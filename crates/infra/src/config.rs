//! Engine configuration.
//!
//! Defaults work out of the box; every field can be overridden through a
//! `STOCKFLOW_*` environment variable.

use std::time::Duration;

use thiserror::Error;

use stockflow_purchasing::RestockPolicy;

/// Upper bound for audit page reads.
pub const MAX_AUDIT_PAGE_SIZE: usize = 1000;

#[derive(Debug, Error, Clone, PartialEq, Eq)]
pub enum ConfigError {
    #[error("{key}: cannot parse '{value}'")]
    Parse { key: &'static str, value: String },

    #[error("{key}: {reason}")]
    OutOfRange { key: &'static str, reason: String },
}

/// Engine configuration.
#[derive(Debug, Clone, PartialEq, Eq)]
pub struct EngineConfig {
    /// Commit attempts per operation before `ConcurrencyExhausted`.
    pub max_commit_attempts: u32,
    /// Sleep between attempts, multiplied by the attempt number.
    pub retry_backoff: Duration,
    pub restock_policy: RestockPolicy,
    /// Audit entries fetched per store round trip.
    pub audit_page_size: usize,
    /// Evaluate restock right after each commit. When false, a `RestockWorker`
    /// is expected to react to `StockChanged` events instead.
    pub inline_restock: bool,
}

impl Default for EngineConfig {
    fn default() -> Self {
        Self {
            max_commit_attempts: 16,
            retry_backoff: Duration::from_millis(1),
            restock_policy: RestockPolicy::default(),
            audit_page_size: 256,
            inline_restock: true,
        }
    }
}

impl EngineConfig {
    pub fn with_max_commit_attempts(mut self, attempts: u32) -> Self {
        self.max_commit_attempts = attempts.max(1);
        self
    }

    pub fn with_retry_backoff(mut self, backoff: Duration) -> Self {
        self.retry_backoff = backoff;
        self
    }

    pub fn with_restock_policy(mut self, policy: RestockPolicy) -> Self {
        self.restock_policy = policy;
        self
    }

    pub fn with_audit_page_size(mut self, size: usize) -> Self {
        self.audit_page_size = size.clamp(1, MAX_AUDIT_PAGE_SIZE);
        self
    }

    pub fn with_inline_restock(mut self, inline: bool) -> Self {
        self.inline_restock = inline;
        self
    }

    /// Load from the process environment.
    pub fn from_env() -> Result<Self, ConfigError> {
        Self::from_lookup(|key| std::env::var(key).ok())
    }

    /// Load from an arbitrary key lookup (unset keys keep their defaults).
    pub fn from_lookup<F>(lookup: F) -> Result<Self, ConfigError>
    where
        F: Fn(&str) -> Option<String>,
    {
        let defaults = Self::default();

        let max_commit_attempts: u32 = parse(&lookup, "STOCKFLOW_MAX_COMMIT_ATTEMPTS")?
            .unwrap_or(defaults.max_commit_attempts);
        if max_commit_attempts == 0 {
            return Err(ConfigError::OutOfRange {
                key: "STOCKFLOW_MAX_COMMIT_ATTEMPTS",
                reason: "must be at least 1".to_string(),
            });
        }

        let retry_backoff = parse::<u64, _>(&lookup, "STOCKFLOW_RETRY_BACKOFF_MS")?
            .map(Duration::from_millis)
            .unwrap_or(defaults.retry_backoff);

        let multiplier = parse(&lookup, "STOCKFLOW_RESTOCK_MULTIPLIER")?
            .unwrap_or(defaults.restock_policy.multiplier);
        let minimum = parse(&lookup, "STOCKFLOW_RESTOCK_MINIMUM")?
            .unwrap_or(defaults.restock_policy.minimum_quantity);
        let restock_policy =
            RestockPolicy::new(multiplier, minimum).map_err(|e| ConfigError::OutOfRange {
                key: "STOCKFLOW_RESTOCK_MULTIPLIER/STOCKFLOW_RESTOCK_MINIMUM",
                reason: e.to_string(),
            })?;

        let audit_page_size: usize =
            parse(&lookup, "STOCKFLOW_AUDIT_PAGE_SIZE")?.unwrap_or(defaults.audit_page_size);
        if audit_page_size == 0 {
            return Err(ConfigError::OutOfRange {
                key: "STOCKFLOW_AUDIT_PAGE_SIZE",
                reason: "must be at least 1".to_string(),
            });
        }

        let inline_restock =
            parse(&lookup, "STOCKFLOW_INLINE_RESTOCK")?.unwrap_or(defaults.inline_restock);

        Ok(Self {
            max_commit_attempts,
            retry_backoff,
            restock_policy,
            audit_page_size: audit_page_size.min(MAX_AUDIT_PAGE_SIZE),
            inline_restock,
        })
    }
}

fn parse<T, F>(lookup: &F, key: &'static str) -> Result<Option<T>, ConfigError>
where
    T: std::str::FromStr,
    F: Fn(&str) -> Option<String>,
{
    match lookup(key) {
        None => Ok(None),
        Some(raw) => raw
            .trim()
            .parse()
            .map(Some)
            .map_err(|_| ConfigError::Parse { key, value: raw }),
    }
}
====
__Your objective__:
Repeat each record verbatim.

__Answer to this problem__:
filename crates/infra/src/config.rs
//! Engine configuration.
//!
//! Defaults work out of the box; every field can be overridden through a
//! `STOCKFLOW_*` environment variable.

use std::time::Duration;

use thiserror::Error;

use stockflow_purchasing::RestockPolicy;

/// Upper bound for audit page reads.
pub const MAX_AUDIT_PAGE_SIZE: usize = 1000;

#[derive(Debug, Error, Clone, PartialEq, Eq)]
pub enum ConfigError {
    #[error("{key}: cannot parse '{value}'")]
    Parse { key: &'static str, value: String },

    #[error("{key}: {reason}")]
    OutOfRange { key: &'static str, reason: String },
}

/// Engine configuration.
#[derive(Debug, Clone, PartialEq, Eq)]
pub struct EngineConfig {
    /// Commit attempts per operation before `ConcurrencyExhausted`.
    pub max_commit_attempts: u32,
    /// Sleep between attempts, multiplied by the attempt number.
    pub retry_backoff: Duration,
    pub restock_policy: RestockPolicy,
    /// Audit entries fetched per store round trip.
    pub audit_page_size: usize,
    /// Evaluate restock right after each commit. When false, a `RestockWorker`
    /// is expected to react to `StockChanged` events instead.
    pub inline_restock: bool,
}

impl Default for EngineConfig {
    fn default() -> Self {
        Self {
            max_commit_attempts: 16,
            retry_backoff: Duration::from_millis(1),
            restock_policy: RestockPolicy::default(),
            audit_page_size: 256,
            inline_restock: true,
        }
    }
}

impl EngineConfig {
    pub fn with_max_commit_attempts(mut self, attempts: u32) -> Self {
        self.max_commit_attempts = attempts.max(1);
        self
    }

    pub fn with_retry_backoff(mut self, backoff: Duration) -> Self {
        self.retry_backoff = backoff;
        self
    }

    pub fn with_restock_policy(mut self, policy: RestockPolicy) -> Self {
        self.restock_policy = policy;
        self
    }

    pub fn with_audit_page_size(mut self, size: usize) -> Self {
        self.audit_page_size = size.clamp(1, MAX_AUDIT_PAGE_SIZE);
        self
    }

    pub fn with_inline_restock(mut self, inline: bool) -> Self {
        self.inline_restock = inline;
        self
    }

    /// Load from the process environment.
    pub fn from_env() -> Result<Self, ConfigError> {
        Self::from_lookup(|key| std::env::var(key).ok())
    }

    /// Load from an arbitrary key lookup (unset keys keep their defaults).
    pub fn from_lookup<F>(lookup: F) -> Result<Self, ConfigError>
    where
        F: Fn(&str) -> Option<String>,
    {
        let defaults = Self::default();

        let max_commit_attempts: u32 = parse(&lookup, "STOCKFLOW_MAX_COMMIT_ATTEMPTS")?
            .unwrap_or(defaults.max_commit_attempts);
        if max_commit_attempts == 0 {
            return Err(ConfigError::OutOfRange {
                key: "STOCKFLOW_MAX_COMMIT_ATTEMPTS",
                reason: "must be at least 1".to_string(),
            });
        }

        let retry_backoff = parse::<u64, _>(&lookup, "STOCKFLOW_RETRY_BACKOFF_MS")?
            .map(Duration::from_millis)
            .unwrap_or(defaults.retry_backoff);

        let multiplier = parse(&lookup, "STOCKFLOW_RESTOCK_MULTIPLIER")?
            .unwrap_or(defaults.restock_policy.multiplier);
        let minimum = parse(&lookup, "STOCKFLOW_RESTOCK_MINIMUM")?
            .unwrap_or(defaults.restock_policy.minimum_quantity);
        let restock_policy =
            RestockPolicy::new(multiplier, minimum).map_err(|e| ConfigError::OutOfRange {
                key: "STOCKFLOW_RESTOCK_MULTIPLIER/STOCKFLOW_RESTOCK_MINIMUM",
                reason: e.to_string(),
            })?;

        let audit_page_size: usize =
            parse(&lookup, "STOCKFLOW_AUDIT_PAGE_SIZE")?.unwrap_or(defaults.audit_page_size);
        if audit_page_size == 0 {
            return Err(ConfigError::OutOfRange {
                key: "STOCKFLOW_AUDIT_PAGE_SIZE",
                reason: "must be at least 1".to_string(),
            });
        }

        let inline_restock =
            parse(&lookup, "STOCKFLOW_INLINE_RESTOCK")?.unwrap_or(defaults.inline_restock);

        Ok(Self {
            max_commit_attempts,
            retry_backoff,
            restock_policy,
            audit_page_size: audit_page_size.min(MAX_AUDIT_PAGE_SIZE),
            inline_restock,
        })
    }
}

fn parse<T, F>(lookup: &F, key: &'static str) -> Result<Option<T>, ConfigError>
where
    T: std::str::FromStr,
    F: Fn(&str) -> Option<String>,
{
    match lookup(key) {
        None => Ok(None),
        Some(raw) => raw
            .trim()
            .parse()
            .map(Some)
            .map_err(|_| ConfigError::Parse { key, value: raw }),
    }
}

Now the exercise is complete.